> [What to do]:
Go through the entries and copy every line that has the string "filename" in it.

> [Stored data]:
########

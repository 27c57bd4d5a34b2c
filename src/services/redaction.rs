// SPDX-FileCopyrightText: 2026 Sephyi <me@sephy.io>
//
// SPDX-License-Identifier: AGPL-3.0-only OR LicenseRef-Commercial

use regex::{Captures, Regex, RegexBuilder};
use tracing::debug;

pub const PLACEHOLDER: &str = "[REDACTED_PROJECT_NAME]";

/// Compiled program budget for one keyword alternation
const PATTERN_SIZE_LIMIT: usize = 64 << 20;

/// Ordered literal keywords identifying the project.
///
/// Keywords are stored verbatim. Blank and duplicate entries are dropped on
/// insert; a blank keyword would otherwise match between every character.
#[derive(Debug, Clone, Default, PartialEq, Eq)]
pub struct RedactionKeywords {
    keywords: Vec<String>,
}

impl RedactionKeywords {
    pub fn new() -> Self {
        Self::default()
    }

    pub fn push(&mut self, keyword: impl Into<String>) {
        let keyword = keyword.into();
        if keyword.trim().is_empty() || self.keywords.contains(&keyword) {
            return;
        }
        self.keywords.push(keyword);
    }

    pub fn is_empty(&self) -> bool {
        self.keywords.is_empty()
    }

    pub fn len(&self) -> usize {
        self.keywords.len()
    }

    pub fn as_slice(&self) -> &[String] {
        &self.keywords
    }
}

impl<S: Into<String>> FromIterator<S> for RedactionKeywords {
    fn from_iter<I: IntoIterator<Item = S>>(iter: I) -> Self {
        let mut set = Self::new();
        for keyword in iter {
            set.push(keyword);
        }
        set
    }
}

pub struct Redactor;

impl Redactor {
    /// Replace every case-insensitive occurrence of any keyword with [`PLACEHOLDER`].
    pub fn redact(text: &str, keywords: &RedactionKeywords) -> String {
        Self::redact_count(text, keywords).0
    }

    /// Like [`Redactor::redact`], also returning the number of replacements.
    ///
    /// Keywords go into one alternation applied in a single pass, so an
    /// earlier keyword wins an overlap at the same position. Sets too large
    /// for one regex are split into ordered alternations applied in turn;
    /// every alternation leaves existing placeholders alone.
    pub fn redact_count(text: &str, keywords: &RedactionKeywords) -> (String, usize) {
        if keywords.is_empty() {
            return (text.to_string(), 0);
        }

        let patterns = Self::patterns(keywords.as_slice());
        let mut redacted = text.to_string();
        let mut count = 0;
        for pattern in &patterns {
            let (next, replaced) = Self::replace(pattern, &redacted);
            redacted = next;
            count += replaced;
        }

        if count > 0 {
            debug!(count, patterns = patterns.len(), "redacted project keywords");
        }
        (redacted, count)
    }

    fn replace(pattern: &Regex, text: &str) -> (String, usize) {
        let mut count = 0;
        let redacted = pattern.replace_all(text, |caps: &Captures<'_>| {
            if &caps[0] != PLACEHOLDER {
                count += 1;
            }
            PLACEHOLDER
        });
        (redacted.into_owned(), count)
    }

    /// One alternation when it fits, otherwise halves until each part compiles
    fn patterns(keywords: &[String]) -> Vec<Regex> {
        if let Some(pattern) = Self::build(keywords, PATTERN_SIZE_LIMIT) {
            return vec![pattern];
        }

        match keywords {
            [] => Vec::new(),
            // An escaped literal only fails on size
            [_] => Self::build(keywords, usize::MAX).into_iter().collect(),
            _ => {
                debug!(keywords = keywords.len(), "keyword pattern too large, splitting");
                let (head, tail) = keywords.split_at(keywords.len() / 2);
                let mut patterns = Self::patterns(head);
                patterns.extend(Self::patterns(tail));
                patterns
            }
        }
    }

    fn build(keywords: &[String], size_limit: usize) -> Option<Regex> {
        // Placeholder first, matched exactly, so it is never rewritten
        let alternation = std::iter::once(format!("(?-i:{})", regex::escape(PLACEHOLDER)))
            .chain(keywords.iter().map(|k| regex::escape(k)))
            .collect::<Vec<_>>()
            .join("|");

        RegexBuilder::new(&alternation)
            .case_insensitive(true)
            .size_limit(size_limit)
            .dfa_size_limit(size_limit)
            .build()
            .ok()
    }
}
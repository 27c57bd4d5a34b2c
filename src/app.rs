// SPDX-FileCopyrightText: 2026 Sephyi <me@sephy.io>
//
// SPDX-License-Identifier: AGPL-3.0-only OR LicenseRef-Commercial

use std::path::Path;
use std::time::Duration;

use console::style;
use dialoguer::Password;
use indicatif::{ProgressBar, ProgressStyle};
use secrecy::SecretString;
use tracing::debug;

use crate::cli::{Cli, Commands};
use crate::config::Config;
use crate::error::{Error, Result};
use crate::services::{analysis::AnalysisService, credentials, scanner::ProjectScanner};

pub struct App {
    cli: Cli,
    config: Config,
}

impl App {
    pub fn new(cli: Cli) -> Result<Self> {
        let config = Config::load(&cli)?;
        debug!(
            provider = %config.provider,
            model = %config.model(),
            api_key = config.api_key.is_some(),
            "config loaded"
        );
        Ok(Self { cli, config })
    }

    pub async fn run(&mut self) -> Result<()> {
        if let Some(ref cmd) = self.cli.command {
            return self.handle_command(cmd);
        }

        let root = self.cli.path.clone();
        self.analyze(&root).await
    }

    async fn analyze(&self, root: &Path) -> Result<()> {
        self.print_status(&format!("Scanning project at: {}", root.display()));

        let found = ProjectScanner::scan(root)?;
        if found.is_empty() {
            self.print_warning("No known manifests found; the report will be generic");
        } else {
            let names: Vec<String> = found.iter().map(|k| k.to_string()).collect();
            self.print_info(&format!("Found: {}", names.join(", ")));
        }

        let mut service = AnalysisService::new(self.config.clone());

        let prepared = if self.cli.dry_run || self.cli.show_prompt {
            let payload = service.prepare(root)?;
            eprintln!("{}", style("--- PROMPT ---").dim());
            eprintln!("{}", payload.to_prompt());
            eprintln!("{}", style("--- END PROMPT ---").dim());
            if self.cli.dry_run {
                return Ok(());
            }
            Some(payload)
        } else {
            None
        };

        let spinner = ProgressBar::new_spinner();
        spinner.set_style(
            ProgressStyle::with_template("{spinner:.cyan} {msg}")
                .unwrap_or_else(|_| ProgressStyle::default_spinner()),
        );
        spinner.set_message(format!(
            "Contacting {} ({})...",
            self.config.provider,
            self.config.model()
        ));
        spinner.enable_steady_tick(Duration::from_millis(100));

        let result = match prepared {
            Some(payload) => service.analyze_prepared(&payload).await,
            None => service.analyze(root).await,
        };
        spinner.finish_and_clear();
        let report = result?;

        eprintln!("\n{}", style("--- AI Security Analysis ---").bold().blue());
        println!("{report}");
        eprintln!("\n{} Scan complete.", style("✓").green().bold());
        Ok(())
    }

    fn handle_command(&self, cmd: &Commands) -> Result<()> {
        match cmd {
            Commands::Scan { path } => {
                let found = ProjectScanner::scan(path)?;
                if found.is_empty() {
                    self.print_info("No known manifests found");
                }
                for kind in found.iter() {
                    match kind.ecosystem() {
                        Some(eco) => println!("{kind} ({eco})"),
                        None => println!("{kind}"),
                    }
                }
                Ok(())
            }
            Commands::SetKey => self.set_api_key(),
            Commands::Init => {
                let path = Config::create_default()?;
                println!("Created config: {}", path.display());
                Ok(())
            }
            Commands::Config => {
                println!("Provider: {}", self.config.provider);
                println!("Model: {}", self.config.model());
                println!(
                    "API key: {}",
                    if self.config.api_key.is_some() {
                        "configured"
                    } else {
                        "missing"
                    }
                );
                println!("Timeout: {}s", self.config.timeout_secs);
                println!("Temperature: {}", self.config.temperature);
                println!("Max tokens: {}", self.config.max_tokens);
                println!("Max manifest chars: {}", self.config.max_manifest_chars);
                println!();
                println!("[redaction]");
                println!(
                    "  extra_keywords: {:?}",
                    self.config.redaction.extra_keywords
                );
                println!("  all_manifests: {}", self.config.redaction.all_manifests);
                Ok(())
            }
            Commands::Completions { shell } => {
                let mut cmd = <Cli as clap::CommandFactory>::command();
                clap_complete::generate(*shell, &mut cmd, "aegis", &mut std::io::stdout());
                Ok(())
            }
        }
    }

    fn set_api_key(&self) -> Result<()> {
        let provider = self.config.provider;
        let key = Password::new()
            .with_prompt(format!("Enter your {provider} API key"))
            .interact()?;

        if key.trim().is_empty() {
            return Err(Error::Cancelled);
        }

        let dir = std::env::current_dir()?;
        let path = credentials::store_api_key(&dir, provider, &SecretString::from(key))?;
        eprintln!(
            "{} {} saved to {}",
            style("✓").green().bold(),
            provider.api_key_env(),
            path.display()
        );
        Ok(())
    }

    fn print_status(&self, msg: &str) {
        eprintln!("{} {}", style("→").cyan(), msg);
    }

    fn print_info(&self, msg: &str) {
        eprintln!("{} {}", style("info:").cyan(), msg);
    }

    fn print_warning(&self, msg: &str) {
        eprintln!("{} {}", style("warning:").yellow().bold(), msg);
    }
}
// SPDX-FileCopyrightText: 2026 Sephyi <me@sephy.io>
//
// SPDX-License-Identifier: AGPL-3.0-only OR LicenseRef-Commercial

pub mod analysis;
pub mod credentials;
pub mod fs;
pub mod llm;
pub mod manager;
pub mod parsers;
pub mod redaction;
pub mod safety;
pub mod scanner;
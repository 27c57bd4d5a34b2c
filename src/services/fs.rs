// SPDX-FileCopyrightText: 2026 Sephyi <me@sephy.io>
//
// SPDX-License-Identifier: AGPL-3.0-only OR LicenseRef-Commercial

use std::io::ErrorKind;
use std::path::Path;

use tracing::debug;

use crate::error::{Error, Result};

/// Read a manifest as UTF-8 text.
///
/// A missing file is `Ok(None)`. Every other failure, including a directory
/// sitting where the file should be, is `Error::FileRead`.
pub fn read_manifest(path: &Path) -> Result<Option<String>> {
    match std::fs::read_to_string(path) {
        Ok(content) => {
            debug!(path = %path.display(), bytes = content.len(), "manifest read");
            Ok(Some(content))
        }
        Err(e) if e.kind() == ErrorKind::NotFound => {
            debug!(path = %path.display(), "manifest absent");
            Ok(None)
        }
        Err(source) => Err(Error::FileRead {
            path: path.to_path_buf(),
            source,
        }),
    }
}
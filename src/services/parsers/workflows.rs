// SPDX-FileCopyrightText: 2026 Sephyi <me@sephy.io>
//
// SPDX-License-Identifier: AGPL-3.0-only OR LicenseRef-Commercial

use std::io::ErrorKind;
use std::path::Path;

use serde_json::Value;
use tracing::debug;

use super::{ManifestParser, is_workflow_file};
use crate::domain::{ManifestKind, Workflow};
use crate::error::{Error, Result};
use crate::services::fs::read_manifest;

pub struct WorkflowsParser;

impl ManifestParser for WorkflowsParser {
    type Output = Vec<Workflow>;

    fn kind(&self) -> ManifestKind {
        ManifestKind::GithubActions
    }

    /// A project without a workflows directory simply has no workflows.
    fn parse(&self, root: &Path) -> Result<Self::Output> {
        let dir = root.join(self.kind().relative_path());

        let entries = match std::fs::read_dir(&dir) {
            Ok(entries) => entries,
            Err(e) if e.kind() == ErrorKind::NotFound => {
                debug!(path = %dir.display(), "no workflows directory");
                return Ok(Vec::new());
            }
            Err(source) => return Err(Error::FileRead { path: dir, source }),
        };

        let mut names = Vec::new();
        for entry in entries {
            let entry = entry.map_err(|source| Error::FileRead {
                path: dir.clone(),
                source,
            })?;
            let name = entry.file_name().to_string_lossy().into_owned();
            if !is_workflow_file(&name) {
                continue;
            }
            // Follows symlinks; a dangling link is a read failure, not a skip
            let path = entry.path();
            let metadata = std::fs::metadata(&path)
                .map_err(|source| Error::FileRead { path, source })?;
            if metadata.is_file() {
                names.push(name);
            }
        }
        // read_dir order is platform-defined
        names.sort();

        let mut workflows = Vec::with_capacity(names.len());
        for file_name in names {
            let path = dir.join(&file_name);
            // Removed between listing and reading: treat like it was never there
            let Some(content) = read_manifest(&path)? else {
                continue;
            };
            let document: Value =
                serde_yaml::from_str(&content).map_err(|e| Error::MalformedManifest {
                    path: path.clone(),
                    message: e.to_string(),
                })?;
            workflows.push(Workflow {
                file_name,
                document,
            });
        }

        debug!(count = workflows.len(), "workflows parsed");
        Ok(workflows)
    }
}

########

> [Answer to the problem]:
filename src/services/redaction.rs
filename src/app.rs
filename src/services/fs.rs
filename src/services/parsers/workflows.rs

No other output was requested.